In 2003 I rented a little house 3 doors down from Jean-Pierre and Francoise, his wife, in Montaigut le Blanc, a hilltop village in the Massif Central, France. They lived in the 17th century grange Francoise grew up in. They'd re-made the place and filled it with little treasures he collected, including the largest doll I'd ever seen which Jean-Pierre had propped up in an antique high-chair in the foyer. The house was really beautiful, both he and Francoise had that innate aesthethic sensibility able to reconcile the high and low values between belle epoque and IKEA. When I'd ask Jean-Pierre for a restaurant recommendation, he'd always base it on whether the restaurant was propere, whether or nor it did things correctly in the French manner.

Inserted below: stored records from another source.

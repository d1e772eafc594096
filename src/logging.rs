use crate::config::LoggingConfig;
use crate::constants;
use crate::error::{EtlError, Result};
use std::fs;
use tracing_subscriber::{filter::Directive, fmt, prelude::*, EnvFilter};

/// Initializes console logging, plus a JSON file log when `log_dir` is set.
///
/// Console output goes to stderr so stdout carries only the stage messages.
pub fn init_logging(config: &LoggingConfig) -> Result<()> {
    let directive: Directive = config
        .directive
        .parse()
        .map_err(|e| EtlError::Config(format!("invalid log directive '{}': {}", config.directive, e)))?;
    let filter = EnvFilter::from_default_env().add_directive(directive);

    let console_layer = fmt::layer().with_writer(std::io::stderr);

    let file_layer = match &config.log_dir {
        Some(dir) => {
            fs::create_dir_all(dir).map_err(|e| EtlError::io(dir, e))?;
            let file_appender = tracing_appender::rolling::daily(dir, constants::LOG_FILE_NAME);
            let (non_blocking_writer, guard) = tracing_appender::non_blocking(file_appender);
            // Keep the writer alive for the rest of the process so logs flush on exit
            std::mem::forget(guard);
            Some(fmt::layer().json().with_writer(non_blocking_writer))
        }
        None => None,
    };

    // A second init in the same process (tests) keeps the first subscriber
    let _ = tracing_subscriber::registry()
        .with(filter)
        .with(file_layer)
        .with(console_layer)
        .try_init();
    Ok(())
}
use anyhow::Result;
use disaster_etl::pipeline::{describe_table, load_data};
use disaster_etl::{Config, EtlError, Pipeline, Value};
use rusqlite::Connection;
use std::fs;
use std::path::{Path, PathBuf};
use tempfile::{tempdir, TempDir};

const MESSAGES: &str = "\
id,message,original,genre
2,Weather update - a cold front from Cuba,Un front froid se retrouve sur Cuba,direct
7,Is the Hurricane over or is it not over,Cyclone nan fini osinon li pa fini,direct
8,Looking for someone but no name,,direct
12,\"says: west side of Haiti, rest of the country today\",,direct
";

const CATEGORIES: &str = "\
id,categories
2,related-1;request-0;offer-0;aid_related-0
7,related-1;request-0;offer-0;aid_related-1
8,related-2;request-1;offer-0;aid_related-0
12,related-1;request-1;offer-0;aid_related-1
12,related-1;request-1;offer-0;aid_related-1
99,related-0;request-0;offer-0;aid_related-0
";

fn write_inputs(messages: &str, categories: &str) -> Result<(TempDir, PathBuf, PathBuf, PathBuf)> {
    let dir = tempdir()?;
    let messages_path = dir.path().join("messages.csv");
    let categories_path = dir.path().join("categories.csv");
    fs::write(&messages_path, messages)?;
    fs::write(&categories_path, categories)?;
    let db = dir.path().join("DisasterResponse.db");
    Ok((dir, messages_path, categories_path, db))
}

fn ids(db: &Path) -> Result<Vec<i64>> {
    let conn = Connection::open(db)?;
    let mut stmt = conn.prepare("SELECT id FROM DisasterResponse ORDER BY id")?;
    let ids = stmt
        .query_map([], |row| row.get(0))?
        .collect::<rusqlite::Result<Vec<i64>>>()?;
    Ok(ids)
}

#[test]
fn test_full_run_writes_expected_table() -> Result<()> {
    let (_dir, messages, categories, db) = write_inputs(MESSAGES, CATEGORIES)?;

    let report = Pipeline::new(Config::default()).run(&messages, &categories, &db)?;

    // id 12 joins twice, id 99 has no message
    assert_eq!(report.rows_loaded, 5);
    assert_eq!(report.duplicates_dropped, 1);
    assert_eq!(report.rows_saved, 4);
    assert_eq!(report.values_coerced, 1);
    assert_eq!(report.categories, vec!["related", "request", "offer", "aid_related"]);

    let stored = describe_table(&db, "DisasterResponse")?;
    assert_eq!(
        stored.columns,
        vec!["id", "message", "original", "genre", "related", "request", "offer", "aid_related"]
    );
    assert_eq!(ids(&db)?, vec![2, 7, 8, 12]);

    let conn = Connection::open(&db)?;
    let (related, request, original): (i64, i64, Option<String>) = conn.query_row(
        "SELECT related, request, original FROM DisasterResponse WHERE id = 8",
        [],
        |row| Ok((row.get(0)?, row.get(1)?, row.get(2)?)),
    )?;
    assert_eq!(related, 0);
    assert_eq!(request, 1);
    assert_eq!(original, None);

    let out_of_range: i64 = conn.query_row(
        "SELECT COUNT(*) FROM DisasterResponse WHERE related NOT IN (0, 1)",
        [],
        |row| row.get(0),
    )?;
    assert_eq!(out_of_range, 0);
    Ok(())
}

#[test]
fn test_single_flood_message() -> Result<()> {
    let (_dir, messages, categories, db) =
        write_inputs("id,message\n1,flood\n", "id,categories\n1,related-1;request-0\n")?;

    Pipeline::new(Config::default()).run(&messages, &categories, &db)?;

    let conn = Connection::open(&db)?;
    let row: (i64, String, i64, i64) = conn.query_row(
        "SELECT id, message, related, request FROM DisasterResponse",
        [],
        |row| Ok((row.get(0)?, row.get(1)?, row.get(2)?, row.get(3)?)),
    )?;
    assert_eq!(row, (1, "flood".to_string(), 1, 0));
    Ok(())
}

#[test]
fn test_rerun_replaces_table() -> Result<()> {
    let (_dir, messages, categories, db) = write_inputs(MESSAGES, CATEGORIES)?;
    let pipeline = Pipeline::new(Config::default());

    pipeline.run(&messages, &categories, &db)?;
    fs::write(&messages, "id,message\n2,only one\n")?;
    let report = pipeline.run(&messages, &categories, &db)?;

    assert_eq!(report.rows_saved, 1);
    assert_eq!(ids(&db)?, vec![2]);
    Ok(())
}

#[test]
fn test_custom_table_name_from_config() -> Result<()> {
    let (dir, messages, categories, db) = write_inputs(MESSAGES, CATEGORIES)?;
    let config_path = dir.path().join("etl.toml");
    fs::write(&config_path, "table_name = \"Messages\"\n")?;

    let config = Config::load(Some(config_path.as_path()))?;
    Pipeline::new(config).run(&messages, &categories, &db)?;

    assert_eq!(describe_table(&db, "Messages")?.row_count, 4);
    assert!(describe_table(&db, "DisasterResponse").is_err());
    Ok(())
}

#[test]
fn test_load_data_is_an_inner_join() -> Result<()> {
    let (_dir, messages, categories, _db) = write_inputs(MESSAGES, CATEGORIES)?;

    let df = load_data(&messages, &categories)?;
    let id_values: Vec<Value> = df.column("id").expect("id column").cloned().collect();
    assert_eq!(
        id_values,
        vec![
            Value::Integer(2),
            Value::Integer(7),
            Value::Integer(8),
            Value::Integer(12),
            Value::Integer(12)
        ]
    );
    assert!(df.column("categories").is_some());
    Ok(())
}

#[test]
fn test_missing_input_is_io_error_and_writes_nothing() -> Result<()> {
    let (dir, _messages, categories, db) = write_inputs(MESSAGES, CATEGORIES)?;
    let missing = dir.path().join("nope.csv");

    let err = Pipeline::new(Config::default())
        .run(&missing, &categories, &db)
        .unwrap_err();
    assert!(matches!(err, EtlError::Io { .. }));
    assert!(!db.exists());
    Ok(())
}

#[test]
fn test_ragged_csv_is_format_error() -> Result<()> {
    let (_dir, messages, categories, db) =
        write_inputs("id,message\n1,flood,extra\n", "id,categories\n1,related-1\n")?;

    let err = Pipeline::new(Config::default())
        .run(&messages, &categories, &db)
        .unwrap_err();
    assert!(matches!(err, EtlError::Csv { .. }));
    Ok(())
}

#[test]
fn test_non_numeric_category_is_parse_error() -> Result<()> {
    let (_dir, messages, categories, db) =
        write_inputs("id,message\n1,flood\n", "id,categories\n1,related-1;request-?\n")?;

    let err = Pipeline::new(Config::default())
        .run(&messages, &categories, &db)
        .unwrap_err();
    assert!(matches!(err, EtlError::Parse { .. }));
    Ok(())
}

He'd stand at the dutch door of his house in the evenings, smoking cigarettes he hand-rolled one after another and keep watch on the village, or hold court beside the fountain in the square on warm summer evenings, telling jokes. A gifted mime, I saw him do Chaplin, Aznavour, Joe Cocker, Johnny Cash as well as Tin-Tin and The Pope.

When we'd come to an impasse with my French and his English and could get no furthur, he'd grab his head and both hands and shake it and say, "George Bush." George Bush, an absurd man, was to blame for all our problems.

I returned to the village in 2006, 2008, and 2011. The first person I'd see when I arrived at the top, had parked the car near the square and begun walking down the narrow little lane, was always Jean-Pierre. We'd always start in where we last stopped, taking a drink, clowning around.

I remember being in his house late one night in early October. He'd gone to his cave and brought up a bottle of champagne as if out of nowhere. Champagne, I thought, it's close to midnight? Jean-Pierre opened the bottle with great ceremony, showing me how to stick a knife down the throat of the bottle immediately upon its opening to stop any over-effervesence, and poured out 4 glasses. He held up his glass and made a toast to everyone in the room.

Then he went to the  dutch door and opened the top half so we could all see the snow that was just beginning to fall.

Francoise called this morning and said Jean-Pierre died yesterday in the hospital in Issoire. I can't wait to ask him what's the last thing he saw. I'm sure he'll say something I would never have expected.